In any event, even if Pfizer had succeeded in establishing the existence of serious and irreparable damage, the CFI indicated that it would still not have arrived at a different outcome. The CFI weighed the interest of the applicant against the interest of the other parties. The CFI held that in the case at hand, the damage to the commercial interests could not outweigh the damage to public health which would be liable to be caused by the suspension of the ban and which could not be remedied if the main proceedings were subsequently dismissed. The CFI reiterated its previous case law that the protection of public health must take precedence over economic considerations. The CFI stated that where there is uncertainty as to the existence or extent of risks to human health, the institutions might take protective measures without having to wait until the reality and seriousness of those risks become fully apparent. The CFI held that the risk of increased antimicrobial resistance in humans is based on the assumption that bacteria resistant to Virginiamycin in animals are transmissible to humans. The CFI cited scientific findings according to which the magnitude of the medical and public health impact of antimicrobial use in animal feed production is not known. Despite this uncertainty, however, there is enough evidence to cause concern. In addition, the duration of exposure to and concentration of the antimicrobials seem to play a role. Therefore, the CFI held that "in those circumstances, without prejudging the examination by the Court of the assessment of the extent of the risk, which must be established by the institutions concerned when adopting a precautionary measure, the mere existence of the risk so identified is enough in itself to justify taking into account, in the balancing of interests, the protection of human health." (Emphasis added).

Bt 176
In Case C-6/99 Association Greenpeace France and Others v. Ministère de l’Agriculture et de la Peche and Others, the French Conseil d’Etat had referred a case for a preliminary ruling to the ECJ in which the ECJ had to examine whether a Member State had to authorize the placing on the market of a genetically modified organism (Bt 176 maize/corn) in accordance with Part C of Directive 90/220 once the Commission had handed down a favorable decision in this respect, or whether rather the Member State has discretion – on the basis of the PP – not to do so. The ECJ responded that the PP was already built into Directive 90/220, namely into its Articles 12 (1) (full risk assessment required), 11 (6) (notifier must immediately submit new information on the genetically modified organism) and 16 (possibility for the Member States to invoke safeguard measures if new information becomes available) and that, therefore, France would not be entitled to invoke the PP independently.

Trichloroethylene
In Case C-473/98 Kemikalieinspektionen v. Toolex Alpha AB, the Swedish authorities had prohibited the marketing and use of products containing trichloroethylene for industrial purposes in Sweden subject to exemptions to be granted on a case-by-case basis. As there is no Community secondary legislation on this subject, the ECJ had to assess the case on the basis of Articles 28 and 30 EC Treaty (free movements of goods). Once more the ECJ held that health and life of humans ranked foremost among the interests protected in Article 30 EC Treaty and that the measure was proportional to the aim pursued. The ECJ concluded that "taking account of the latest medical research on the subject, and also the difficulty of establishing the threshold above which exposure to Trichloroethylene poses a serious health risk to humans, given the present state of the research, there is no evidence in this case to justify a conclusion by the Court that national legislation such as that at issue in the case in the main proceedings goes beyond what is necessary to achieve the objective in view." While the case focused on an assessment of the issue of proportionality, it is noteworthy that the underlying assumption for the conclusion that the Swedish measures were considered necessary and thereby proportional was the difficulty of establishing a safety threshold for exposure to trychloroethylene.

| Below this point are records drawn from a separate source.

//! Sprite pipeline tests - evaluation, overflow, rendering, sprite zero

use super::*;

/// PPU with solid CHR and every OAM sprite parked off-screen
fn ppu_for_sprites() -> Ppu {
    let mut ppu = ppu_with_chr(solid_chr(), Mirroring::Horizontal);
    for i in 0..64 {
        ppu.write_oam(i * 4, 0xF0);
    }
    ppu
}

/// Write one OAM entry
fn set_sprite(ppu: &mut Ppu, index: u8, y: u8, tile: u8, attr: u8, x: u8) {
    ppu.write_oam(index * 4, y);
    ppu.write_oam(index * 4 + 1, tile);
    ppu.write_oam(index * 4 + 2, attr);
    ppu.write_oam(index * 4 + 3, x);
}

fn run_one_frame(ppu: &mut Ppu) {
    while !ppu.step() {}
}

// ========================================
// Evaluation Tests
// ========================================

#[test]
fn test_evaluation_copies_in_range_sprites_to_secondary_oam() {
    let mut ppu = ppu_for_sprites();
    set_sprite(&mut ppu, 0, 10, 0x42, 0x01, 0x55);
    set_sprite(&mut ppu, 5, 10, 0x43, 0x02, 0x66);
    ppu.write(PPUMASK, MASK_SHOW_SPRITES);

    // Sprites with Y byte 10 cover scanlines 11-18; line 10 evaluates
    // for line 11
    advance_to_dot(&mut ppu, 10, 257);

    assert_eq!(ppu.eval_found, 2);
    assert_eq!(ppu.secondary_oam[0..4], [10, 0x42, 0x01, 0x55]);
    assert_eq!(ppu.secondary_oam[4..8], [10, 0x43, 0x02, 0x66]);
    // Untouched slots keep the $FF fill
    assert_eq!(ppu.secondary_oam[8], 0xFF);
    assert_eq!(ppu.sprite_count, 2);
    assert_eq!(ppu.sprite_x[0], 0x55);
    assert_eq!(ppu.sprite_x[1], 0x66);
}

#[test]
fn test_evaluation_caps_at_eight_sprites_and_sets_overflow() {
    let mut ppu = ppu_for_sprites();
    for i in 0..9 {
        set_sprite(&mut ppu, i, 10, i, 0, i * 8);
    }
    ppu.write(PPUMASK, MASK_SHOW_SPRITES);

    advance_to_dot(&mut ppu, 10, 257);

    assert_eq!(ppu.eval_found, 8);
    assert_eq!(ppu.sprite_count, 8);
    for slot in 0..8usize {
        assert_eq!(ppu.secondary_oam[slot * 4 + 1], slot as u8);
    }
    // The 9th in-range sprite only sets the overflow flag
    assert_ne!(ppu.ppustatus & STATUS_SPRITE_OVERFLOW, 0);
}

#[test]
fn test_no_overflow_with_exactly_eight_sprites() {
    let mut ppu = ppu_for_sprites();
    for i in 0..8 {
        set_sprite(&mut ppu, i, 10, i, 0, i * 8);
    }
    ppu.write(PPUMASK, MASK_SHOW_SPRITES);

    advance_to_dot(&mut ppu, 10, 257);

    assert_eq!(ppu.eval_found, 8);
    assert_eq!(ppu.ppustatus & STATUS_SPRITE_OVERFLOW, 0);
}

#[test]
fn test_overflow_scan_bug_misreads_tile_byte_as_y() {
    let mut ppu = ppu_for_sprites();
    for i in 0..8 {
        set_sprite(&mut ppu, i, 10, 0, 0, 0);
    }
    // Sprite 8 misses, putting the scanner into its diagonal walk; it then
    // reads sprite 9's tile byte as a Y coordinate
    set_sprite(&mut ppu, 9, 0xF0, 10, 0, 0);
    ppu.write(PPUMASK, MASK_SHOW_SPRITES);

    advance_to_dot(&mut ppu, 10, 257);

    assert_eq!(ppu.eval_found, 8);
    assert_ne!(ppu.ppustatus & STATUS_SPRITE_OVERFLOW, 0);
}

#[test]
fn test_no_evaluation_when_rendering_disabled() {
    let mut ppu = ppu_for_sprites();
    set_sprite(&mut ppu, 0, 10, 0, 0, 0);

    advance_to_dot(&mut ppu, 10, 257);

    assert_eq!(ppu.eval_found, 0);
    assert_eq!(ppu.sprite_count, 0);
    assert_eq!(ppu.secondary_oam[0], 0xFF);
}

// ========================================
// Rendering Tests
// ========================================

#[test]
fn test_sprite_rendered_at_oam_position() {
    let mut ppu = ppu_for_sprites();
    set_sprite(&mut ppu, 0, 49, 1, 0x00, 100);
    ppu.write_ppu_memory(0x3F00, 0x0D);
    ppu.write_ppu_memory(0x3F13, 0x27);
    ppu.write(PPUMASK, MASK_SHOW_SPRITES | MASK_SHOW_SPRITES_LEFT);

    run_one_frame(&mut ppu);

    let frame = ppu.frame();
    // Y byte 49 puts the top row on scanline 50
    assert_eq!(frame.get_pixel(100, 49), 0x0D);
    assert_eq!(frame.get_pixel(99, 50), 0x0D);
    for x in 100..108 {
        assert_eq!(frame.get_pixel(x, 50), 0x27, "pixel ({}, 50)", x);
    }
    assert_eq!(frame.get_pixel(108, 50), 0x0D);
    assert_eq!(frame.get_pixel(100, 57), 0x27);
    assert_eq!(frame.get_pixel(100, 58), 0x0D);
}

#[test]
fn test_lower_oam_index_wins_sprite_overlap() {
    let mut ppu = ppu_for_sprites();
    set_sprite(&mut ppu, 0, 49, 1, 0x01, 100); // palette 5
    set_sprite(&mut ppu, 1, 49, 1, 0x02, 100); // palette 6
    ppu.write_ppu_memory(0x3F17, 0x28);
    ppu.write_ppu_memory(0x3F1B, 0x1A);
    ppu.write(PPUMASK, MASK_SHOW_SPRITES | MASK_SHOW_SPRITES_LEFT);

    run_one_frame(&mut ppu);

    assert_eq!(ppu.frame().get_pixel(100, 50), 0x28);
}

#[test]
fn test_behind_background_priority() {
    let mut ppu = ppu_for_sprites();
    set_sprite(&mut ppu, 0, 49, 1, 0x20, 100);
    ppu.write_ppu_memory(0x3F03, 0x21);
    ppu.write_ppu_memory(0x3F13, 0x27);
    ppu.write(
        PPUMASK,
        MASK_SHOW_BG | MASK_SHOW_SPRITES | MASK_SHOW_BG_LEFT | MASK_SHOW_SPRITES_LEFT,
    );

    run_one_frame(&mut ppu);

    // Opaque background over a behind-priority sprite
    assert_eq!(ppu.frame().get_pixel(100, 50), 0x21);
}

#[test]
fn test_behind_sprite_shows_over_transparent_background() {
    // Pattern table 0 (background) blank, table 1 (sprites) solid
    let mut chr = vec![0u8; 8 * 1024];
    for byte in chr[0x1000..].iter_mut() {
        *byte = 0xFF;
    }
    let mut ppu = ppu_with_chr(chr, Mirroring::Horizontal);
    for i in 0..64 {
        ppu.write_oam(i * 4, 0xF0);
    }
    set_sprite(&mut ppu, 0, 49, 1, 0x20, 100);
    ppu.write(PPUCTRL, CTRL_SPRITE_TABLE);
    ppu.write_ppu_memory(0x3F00, 0x0D);
    ppu.write_ppu_memory(0x3F13, 0x27);
    ppu.write(
        PPUMASK,
        MASK_SHOW_BG | MASK_SHOW_SPRITES | MASK_SHOW_BG_LEFT | MASK_SHOW_SPRITES_LEFT,
    );

    run_one_frame(&mut ppu);

    assert_eq!(ppu.frame().get_pixel(100, 50), 0x27);
}

#[test]
fn test_horizontal_and_vertical_flip() {
    // Tile 2: single opaque pixel in its top-left corner
    let mut chr = vec![0u8; 8 * 1024];
    chr[2 * 16] = 0x80;
    let base = ppu_with_chr(chr, Mirroring::Horizontal);

    let cases = [
        (0x00u8, 100usize, 50usize), // no flip: top-left
        (0x40, 107, 50),             // hflip: top-right
        (0x80, 100, 57),             // vflip: bottom-left
        (0xC0, 107, 57),             // both: bottom-right
    ];

    for (attr, px, py) in cases {
        let mut ppu = Ppu::new();
        ppu.set_mapper(base.mapper.clone().unwrap());
        for i in 0..64 {
            ppu.write_oam(i * 4, 0xF0);
        }
        set_sprite(&mut ppu, 0, 49, 2, attr, 100);
        ppu.write_ppu_memory(0x3F00, 0x0D);
        ppu.write_ppu_memory(0x3F11, 0x2C);
        ppu.write(PPUMASK, MASK_SHOW_SPRITES | MASK_SHOW_SPRITES_LEFT);

        run_one_frame(&mut ppu);

        let frame = ppu.frame();
        assert_eq!(frame.get_pixel(px, py), 0x2C, "attr {:#04X}", attr);
        // Every other pixel of the sprite box is transparent
        for y in 50..58 {
            for x in 100..108 {
                if (x, y) != (px, py) {
                    assert_eq!(frame.get_pixel(x, y), 0x0D, "attr {:#04X}", attr);
                }
            }
        }
    }
}

#[test]
fn test_8x16_sprite_uses_tile_pair() {
    // Tile 2 blank, tile 3 solid: the sprite's bottom half only
    let mut chr = vec![0u8; 8 * 1024];
    for byte in chr[3 * 16..4 * 16].iter_mut() {
        *byte = 0xFF;
    }
    let mut ppu = ppu_with_chr(chr, Mirroring::Horizontal);
    for i in 0..64 {
        ppu.write_oam(i * 4, 0xF0);
    }
    set_sprite(&mut ppu, 0, 49, 2, 0x00, 100);
    ppu.write(PPUCTRL, CTRL_SPRITE_SIZE);
    ppu.write_ppu_memory(0x3F00, 0x0D);
    ppu.write_ppu_memory(0x3F13, 0x27);
    ppu.write(PPUMASK, MASK_SHOW_SPRITES | MASK_SHOW_SPRITES_LEFT);

    run_one_frame(&mut ppu);

    let frame = ppu.frame();
    assert_eq!(frame.get_pixel(100, 52), 0x0D);
    assert_eq!(frame.get_pixel(100, 60), 0x27);
    assert_eq!(frame.get_pixel(100, 65), 0x27);
    assert_eq!(frame.get_pixel(100, 66), 0x0D);
}

#[test]
fn test_sprite_left_edge_clipping() {
    let mut ppu = ppu_for_sprites();
    set_sprite(&mut ppu, 0, 49, 1, 0x00, 4);
    ppu.write_ppu_memory(0x3F00, 0x0D);
    ppu.write_ppu_memory(0x3F13, 0x27);
    ppu.write(PPUMASK, MASK_SHOW_SPRITES);

    run_one_frame(&mut ppu);

    let frame = ppu.frame();
    for x in 4..8 {
        assert_eq!(frame.get_pixel(x, 50), 0x0D);
    }
    for x in 8..12 {
        assert_eq!(frame.get_pixel(x, 50), 0x27);
    }
}

// ========================================
// Sprite Zero Hit Tests
// ========================================

#[test]
fn test_sprite_zero_hit_on_overlap() {
    let mut ppu = ppu_for_sprites();
    set_sprite(&mut ppu, 0, 49, 1, 0x00, 100);
    ppu.write(
        PPUMASK,
        MASK_SHOW_BG | MASK_SHOW_SPRITES | MASK_SHOW_BG_LEFT | MASK_SHOW_SPRITES_LEFT,
    );

    // The beam has not reached the sprite yet
    advance_to_dot(&mut ppu, 50, 100);
    assert_eq!(ppu.ppustatus & STATUS_SPRITE_ZERO_HIT, 0);

    // Cycle 101 draws pixel x=100, the first overlap
    advance_to_dot(&mut ppu, 50, 101);
    assert_ne!(ppu.ppustatus & STATUS_SPRITE_ZERO_HIT, 0);
}

#[test]
fn test_sprite_zero_hit_requires_opaque_background() {
    let mut ppu = ppu_for_sprites();
    set_sprite(&mut ppu, 0, 49, 1, 0x00, 100);
    ppu.write(PPUMASK, MASK_SHOW_SPRITES | MASK_SHOW_SPRITES_LEFT);

    advance_to_dot(&mut ppu, 60, 0);
    assert_eq!(ppu.ppustatus & STATUS_SPRITE_ZERO_HIT, 0);
}

#[test]
fn test_no_sprite_zero_hit_from_other_sprites() {
    let mut ppu = ppu_for_sprites();
    set_sprite(&mut ppu, 3, 49, 1, 0x00, 100);
    ppu.write(
        PPUMASK,
        MASK_SHOW_BG | MASK_SHOW_SPRITES | MASK_SHOW_BG_LEFT | MASK_SHOW_SPRITES_LEFT,
    );

    advance_to_dot(&mut ppu, 60, 0);
    assert_eq!(ppu.ppustatus & STATUS_SPRITE_ZERO_HIT, 0);
}

#[test]
fn test_no_sprite_zero_hit_at_x_255() {
    let mut ppu = ppu_for_sprites();
    set_sprite(&mut ppu, 0, 49, 1, 0x00, 255);
    ppu.write(
        PPUMASK,
        MASK_SHOW_BG | MASK_SHOW_SPRITES | MASK_SHOW_BG_LEFT | MASK_SHOW_SPRITES_LEFT,
    );

    advance_to_dot(&mut ppu, 60, 0);
    assert_eq!(ppu.ppustatus & STATUS_SPRITE_ZERO_HIT, 0);
}

#[test]
fn test_sprite_zero_hit_ignores_priority() {
    let mut ppu = ppu_for_sprites();
    set_sprite(&mut ppu, 0, 49, 1, 0x20, 100);
    ppu.write(
        PPUMASK,
        MASK_SHOW_BG | MASK_SHOW_SPRITES | MASK_SHOW_BG_LEFT | MASK_SHOW_SPRITES_LEFT,
    );

    advance_to_dot(&mut ppu, 60, 0);
    assert_ne!(ppu.ppustatus & STATUS_SPRITE_ZERO_HIT, 0);
}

The ECJ decided that in such a case, the Swedish government was entitled to adopt the most stringent, i.e., the most precautionary, of all measures, namely a marketing ban – rather than establishing a (low) threshold.

Commission Communication
As there is no conclusive definition of the PP either in the EU Treaty or in secondary Community legislation, the Commission, in its long awaited Communication of February 2000 (the "Communication"), attempted to (i) give a definition and the scope of application of the PP, and (ii) define the criteria for application of the PP. See COM (2000) 1 Final (Unless a Communication is a disguised binding legal measure (e.g., a Directive, Decision, or Regulation) for which the wrong form was used, a Communication is a non-binding policy paper that may set out the Commission’s thinking in certain areas). The PP and its scope are defined as follows: "Although the precautionary principle is not explicitly mentioned in the Treaty except in the environmental field, its scope is far wider and covers those specific circumstances where scientific evidence is insufficient, inconclusive or uncertain and there are indications through preliminary objective scientific evaluation that there are reasonable grounds for concern that the potentially dangerous effects on the environment, human, animal or plant health may be inconsistent with the chosen level of protection." The Communication concludes that recourse to the PP presupposes: (a) the identification of potentially negative effects resulting from a phenomenon, product or procedure; as well as (b) a scientific evaluation of the risk which because of the insufficiency of the data, their inconclusive or imprecise nature, makes it impossible to determine with sufficient certainty the risk in question.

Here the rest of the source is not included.